What to work on ▸
The answer must be a bare number: the count of lines below that contain "Result".

Excerpts from a dataset:
'''
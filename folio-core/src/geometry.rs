//! Normalized page geometry, rotation and colors.

use std::fmt;
use std::str::FromStr;

use serde::{Deserialize, Serialize};

/// Rectangle in page-relative coordinates, each edge in `0.0..=1.0`.
#[derive(Debug, Clone, Copy, PartialEq, Default, Serialize, Deserialize)]
pub struct NormalizedRect {
    pub left: f64,
    pub top: f64,
    pub right: f64,
    pub bottom: f64,
}

impl NormalizedRect {
    pub fn new(left: f64, top: f64, right: f64, bottom: f64) -> Self {
        Self {
            left,
            top,
            right,
            bottom,
        }
    }

    pub fn clamp(self) -> Self {
        let left = self.left.clamp(0.0, 1.0);
        let right = self.right.clamp(0.0, 1.0);
        let top = self.top.clamp(0.0, 1.0);
        let bottom = self.bottom.clamp(0.0, 1.0);
        Self {
            left: left.min(right),
            top: top.min(bottom),
            right: left.max(right),
            bottom: top.max(bottom),
        }
    }

    pub fn is_valid(&self) -> bool {
        self.right > self.left && self.bottom > self.top
    }

    pub fn is_null(&self) -> bool {
        self.width() <= 0.0 && self.height() <= 0.0
    }

    pub fn width(&self) -> f64 {
        self.right - self.left
    }

    pub fn height(&self) -> f64 {
        self.bottom - self.top
    }

    pub fn center(&self) -> (f64, f64) {
        (
            (self.left + self.right) / 2.0,
            (self.top + self.bottom) / 2.0,
        )
    }

    pub fn contains(&self, x: f64, y: f64) -> bool {
        x >= self.left && x <= self.right && y >= self.top && y <= self.bottom
    }

    pub fn union(&self, other: &NormalizedRect) -> NormalizedRect {
        NormalizedRect {
            left: self.left.min(other.left),
            top: self.top.min(other.top),
            right: self.right.max(other.right),
            bottom: self.bottom.max(other.bottom),
        }
    }

    /// True when both rects share some vertical extent, i.e. sit on one text line.
    pub fn same_line(&self, other: &NormalizedRect) -> bool {
        self.top < other.bottom && other.top < self.bottom
    }
}

#[derive(Debug, Clone, Copy, PartialEq, Eq, Hash, Default, Serialize, Deserialize)]
pub enum Rotation {
    #[default]
    Rotation0,
    Rotation90,
    Rotation180,
    Rotation270,
}

impl Rotation {
    pub fn from_degrees(degrees: i32) -> Option<Self> {
        match degrees.rem_euclid(360) {
            0 => Some(Rotation::Rotation0),
            90 => Some(Rotation::Rotation90),
            180 => Some(Rotation::Rotation180),
            270 => Some(Rotation::Rotation270),
            _ => None,
        }
    }

    pub fn degrees(self) -> i32 {
        match self {
            Rotation::Rotation0 => 0,
            Rotation::Rotation90 => 90,
            Rotation::Rotation180 => 180,
            Rotation::Rotation270 => 270,
        }
    }

    /// Width and height swap for quarter turns.
    pub fn is_transposed(self) -> bool {
        matches!(self, Rotation::Rotation90 | Rotation::Rotation270)
    }
}

#[derive(Debug, Clone, Copy, PartialEq, Eq, Hash)]
pub struct Color {
    pub r: u8,
    pub g: u8,
    pub b: u8,
}

impl Color {
    pub const YELLOW: Color = Color::rgb(255, 255, 0);
    pub const BLACK: Color = Color::rgb(0, 0, 0);

    pub const fn rgb(r: u8, g: u8, b: u8) -> Self {
        Self { r, g, b }
    }
}

impl Default for Color {
    fn default() -> Self {
        Color::YELLOW
    }
}

impl fmt::Display for Color {
    fn fmt(&self, f: &mut fmt::Formatter<'_>) -> fmt::Result {
        write!(f, "#{:02x}{:02x}{:02x}", self.r, self.g, self.b)
    }
}

#[derive(Debug, thiserror::Error)]
#[error("invalid color {0:?}, expected #rrggbb")]
pub struct ParseColorError(String);

impl FromStr for Color {
    type Err = ParseColorError;

    fn from_str(s: &str) -> Result<Self, Self::Err> {
        let hex = s
            .strip_prefix('#')
            .filter(|hex| hex.len() == 6 && hex.is_ascii())
            .ok_or_else(|| ParseColorError(s.to_owned()))?;
        let channel = |range: std::ops::Range<usize>| {
            u8::from_str_radix(&hex[range], 16).map_err(|_| ParseColorError(s.to_owned()))
        };
        Ok(Color::rgb(channel(0..2)?, channel(2..4)?, channel(4..6)?))
    }
}

#[cfg(test)]
mod tests {
    use super::*;

    #[test]
    fn clamp_orders_and_bounds_edges() {
        let rect = NormalizedRect::new(1.2, 0.8, -0.1, 0.2).clamp();
        assert_eq!(rect, NormalizedRect::new(0.0, 0.2, 1.0, 0.8));
        assert!(rect.is_valid());
    }

    #[test]
    fn rotation_accepts_only_quarter_turns() {
        assert_eq!(Rotation::from_degrees(-90), Some(Rotation::Rotation270));
        assert_eq!(Rotation::from_degrees(450), Some(Rotation::Rotation90));
        assert_eq!(Rotation::from_degrees(45), None);
        assert!(Rotation::Rotation90.is_transposed());
        assert!(!Rotation::Rotation180.is_transposed());
    }

    #[test]
    fn color_parses_hex_form() {
        let color: Color = "#ff8000".parse().unwrap();
        assert_eq!(color, Color::rgb(255, 128, 0));
        assert_eq!(color.to_string(), "#ff8000");
        assert!("ff8000".parse::<Color>().is_err());
        assert!("#ff80".parse::<Color>().is_err());
    }
}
'''
Exercise solution ▸
2